Guyanese Jews

Total population
- 40 (2007)

Languages
- English, Hebrew, Yiddish

Religion
- Judaism

Related ethnic groups
- Other Jewish groups (Ashkenazi, Sephardi, etc.)

= History of the Jews in Guyana =

The location of Guyana in South America

The history of the Jews in Guyana goes as far back as the 1600s. Representation has always been low, and by the 1930s there was neither an organized Jewish community nor a synagogue in the capital city of Georgetown. In the late 19th and early 20th centuries, several Jewish families immigrated to British Guiana from Arab lands to avoid persecution and expand business opportunities.

==History==

===Pre 20th Century===
The earliest records of Jews in Guyana was in the mid-1600s, when Jewish settlers arrived in the Dutch colony of Essequibo.
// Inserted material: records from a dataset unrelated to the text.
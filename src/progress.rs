//! Per-world progress derived from stored solutions
//!
//! Persisted to the solution store, one record per puzzle.

use serde::{Deserialize, Serialize};

use crate::consts::MAX_STARS;
use crate::persistence::SolutionStore;
use crate::scoring::score_to_stars;
use crate::world::World;

/// Play order of the shipped worlds
pub const WORLD_ORDER: [&str; 16] = [
    "tutorial", "one", "two", "three", "four", "five", "six", "seven", "eight", "nine", "ten",
    "eleven", "twelve", "thirteen", "fourteen", "fifteen",
];

/// World that follows `world`; the last (or an unknown) one wraps to the tutorial
pub fn next_world(world: &str) -> &'static str {
    WORLD_ORDER
        .iter()
        .position(|w| *w == world)
        .and_then(|i| WORLD_ORDER.get(i + 1))
        .copied()
        .unwrap_or(WORLD_ORDER[0])
}

/// Stars earned on each puzzle of a world (`None` = unsolved)
#[derive(Debug, Clone, PartialEq, Eq, Serialize, Deserialize)]
pub struct WorldProgress {
    pub world: String,
    pub stars: Vec<Option<u32>>,
}

impl WorldProgress {
    /// Look up every puzzle's solution in `store`
    pub fn load(world: &World, store: &SolutionStore) -> Self {
        let stars = world
            .puzzles
            .iter()
            .map(|puzzle| {
                let hash = match puzzle.content_hash() {
                    Ok(hash) => hash,
                    Err(e) => {
                        log::warn!("Cannot hash puzzle in '{}': {e}", world.name);
                        return None;
                    }
                };
                store
                    .load(&world.name, &hash)
                    .map(|s| score_to_stars(s.score, puzzle.target))
            })
            .collect();
        Self {
            world: world.name.clone(),
            stars,
        }
    }

    pub fn total_stars(&self) -> u32 {
        self.stars.iter().flatten().sum()
    }

    pub fn max_stars(&self) -> u32 {
        self.stars.len() as u32 * MAX_STARS
    }

    pub fn is_solved(&self, index: usize) -> bool {
        matches!(self.stars.get(index), Some(Some(_)))
    }

    /// First puzzle is always open; others open once solved or once the previous one is
    pub fn is_unlocked(&self, index: usize) -> bool {
        if index >= self.stars.len() {
            return false;
        }
        index == 0 || self.is_solved(index) || self.is_solved(index - 1)
    }

    pub fn is_complete(&self) -> bool {
        !self.stars.is_empty() && self.stars.iter().all(Option::is_some)
    }
}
In 1658, the Dutch agreed with David Nassy to establish a colony of Jews on the Pomeroon River, which flourished, becoming a prized possession of the Dutch, until its destruction in 1666 by an incursion by the English from Barbados under Major John Scott. The Jews of Pomeroon (Bowroom) fled, following the destruction of their colony, mostly to Suriname, where they were granted unprecedented religious freedoms.
British Guiana was part of the expanding British Empire, which included much of the Middle East. The expansion of the sugar cane industry in British Guiana allowed the British to encourage workers (initially indentured Portuguese from Madeira, and then East Indians from South India), and the expansion of the economy brought opportunities to Jews from warm lands to emigrate. Most of the Jewish migration during this period came from British controlled portions of the Middle East including what is now modern Iraq, and were erroneously identified as Assyrians and called "Syrians." Prominent among these families were affluent Jews including the Elias family from Palestine who ran several mercantile exchanges until the great fires of the 1960s put them out of business. There were also several other Jewish merchant families erroneously identified as Arabs. Until the 1960s, there were close to a few hundred Jewish merchants who were categorized as "Syrians". Most of the Jews returned to the Middle East after racial resentment and political upheaval culminated with race riots of the 1960s.

===20th century===
Prior to World War II, the leadership of Nazi Germany discussed the possibility of exiling the German Jewish population to British Guiana. Winston Churchill had also raised the possibility of relocating up to 250,000 Jews to British Guiana, but his proposal was rejected by then-Prime Minister Neville Chamberlain. In early 1939, 165 Jewish refugees travelling on the S.S. Koenigstein from Europe were refused disembarkation and entry, and not long after the government prohibition immigration.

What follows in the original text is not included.